AI voices usually aim to be realistic in a friendly way and mimic relaxed, happy, helpful people. But a new open source model called Dia leans into the more emotional spectrum of voices, including some really intense screams.
Dias creators on Nari Labs are a small group, but have given AI voices the opportunity to sound like a somewhat melodramatic artist who is capable of making realistic laughter, coughing, neck clearing, sniffing and yes, shouting.
You may not think shouting is a big thing for AI at this point, but screams are hard to decay. It can’t just speak out loud; It’s a completely different speech state.
Emotionally expressive speech is a hole in most AI voices. Reading a bedtime story is easy for a voice model. However, it is much harder for it to sound like it’s trying to reassure a friend, or as if it just saw something shocking. Most commercial models avoid sounding robot by leveling the tone of voice that does not leave room for that kind of sound asymmetry from speaking emotionally.
DIA does not treat -verbal communication as part of the performance. It knows that “(cough)” is not something to be ignored or read literally.
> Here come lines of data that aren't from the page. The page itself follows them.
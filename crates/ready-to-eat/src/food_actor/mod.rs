//! # Food Actor
//!
//! Owns the menu. Items are seeded at bootstrap; the public surface is the
//! availability-filtered listing, plus per-id reads used by the order actor
//! when snapshotting prices.

pub mod actions;
pub mod entity;
pub mod error;

pub use actions::*;
pub use error::*;

use crate::clients::FoodClient;
use crate::model::{FoodId, FoodItem};
use resource_actor::ResourceActor;

/// Creates a new Food actor and its client.
pub fn new(buffer_size: usize) -> (ResourceActor<FoodItem>, FoodClient) {
    let mut next = 0u32;
    let (actor, generic_client) = ResourceActor::new(buffer_size, move || {
        next += 1;
        FoodId(next)
    });
    (actor, FoodClient::new(generic_client))
}
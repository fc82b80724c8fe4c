//! # Session Client
//!
//! The session-token-to-identity lookup service. Request handlers receive
//! this client explicitly — there is no ambient session state anywhere.

use crate::model::{Durability, Identity, Session, SessionCreate, SessionToken};
use crate::session_actor::SessionError;
use async_trait::async_trait;
use chrono::{DateTime, Utc};
use resource_actor::{ActorClient, FrameworkError, ResourceClient};
use tracing::{debug, instrument};

/// Client for interacting with the Session actor.
#[derive(Clone)]
pub struct SessionClient {
    inner: ResourceClient<Session>,
}

impl SessionClient {
    pub fn new(inner: ResourceClient<Session>) -> Self {
        Self { inner }
    }
}

#[async_trait]
impl ActorClient<Session> for SessionClient {
    type Error = SessionError;

    fn inner(&self) -> &ResourceClient<Session> {
        &self.inner
    }

    fn map_error(e: FrameworkError) -> Self::Error {
        match e {
            FrameworkError::EntityError(inner) => match inner.downcast::<SessionError>() {
                Ok(err) => *err,
                Err(other) => SessionError::ActorCommunicationError(other.to_string()),
            },
            FrameworkError::NotFound(id) => SessionError::NotFound(id),
            other => SessionError::ActorCommunicationError(other.to_string()),
        }
    }
}

impl SessionClient {
    /// Opens a session for `identity` and returns the fresh token.
    #[instrument(skip(self))]
    pub async fn open(
        &self,
        identity: Identity,
        durability: Durability,
        now: DateTime<Utc>,
    ) -> Result<SessionToken, SessionError> {
        debug!("Sending request");
        self.inner
            .create(SessionCreate {
                identity,
                durability,
                now,
            })
            .await
            .map_err(Self::map_error)
    }

    /// Resolves a token to its identity. Unknown or expired tokens resolve
    /// to `None`; expiry is judged against the supplied `now`.
    #[instrument(skip(self))]
    pub async fn resolve(
        &self,
        token: &SessionToken,
        now: DateTime<Utc>,
    ) -> Result<Option<Identity>, SessionError> {
        debug!("Sending request");
        let session = self
            .inner
            .get(token.clone())
            .await
            .map_err(Self::map_error)?;
        Ok(session
            .filter(|s| !s.is_expired(now))
            .map(|s| s.identity))
    }

    /// Logout: drops the session record, whatever identity kind it holds.
    /// Unknown tokens are fine — logging out twice is not an error.
    #[instrument(skip(self))]
    pub async fn close(&self, token: &SessionToken) -> Result<(), SessionError> {
        debug!("Sending request");
        match self.inner.delete(token.clone()).await {
            Ok(()) => Ok(()),
            Err(FrameworkError::NotFound(_)) => Ok(()),
            Err(e) => Err(Self::map_error(e)),
        }
    }
}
It knows that a scream is not just a higher line. And it performs these things with a level of timing, pitch modulation and respiratory control that make them feel more real.
An enterprising user even used it to recreate a bit of the famous Leroy Jenkins sketch that was performed on World of Warcraft.
It is not to say that Openai, Eleven Labs, Google, Sesame and others have not produced amazing AI voice models. You can customize Openai’s advanced voice state to talk to different emotions, and Ellevelabs is good at interpreting capitalization and punctuation to adjust speech, but it is not the same as smoking surprising or wheezing of laughter.
Sesame is especially good at sounding and responding as a real person, but even its models fail against cheerful and generally positive behaviors.
Of course, realism is subjective and you may be able to work pretty quickly that DIA is an AI voice. Then false screams and laughing are also beautiful human sounds to do in the right context.
Two undergrades. One still in the military. Zero financing. A ridiculous target: Build a TTS model that competes with NoteBooklm -Podcast, Elevenlabs Studio and Sesame Csm.Nog … We pulled it off. Here is how 👇 pic.twitter.com/8cfjsegcixApril 21, 2025
Scream for ai
What makes this a bigger story than just “Ai Voice Teaches a Party Trick” is what it signalizes to the wider race in AI for emotional intelligence.
We quickly enter an era where it will not be enough for your assistant to say the right thing; It will be necessary to say that in the right way. Think customer support bots that sound really sad, teachers who sound encouraging instead of instructional, and characters in the game that convey sincerity.
Of course, giving AI the power to emit convincing make it more convincing and thus potentially more manipulative. If emotional speech can only be another AI tool, more than a few people may want to scream themselves.
Still, I can imagine something funny to write a ghost story to DIA to not only read but perform, scream and all.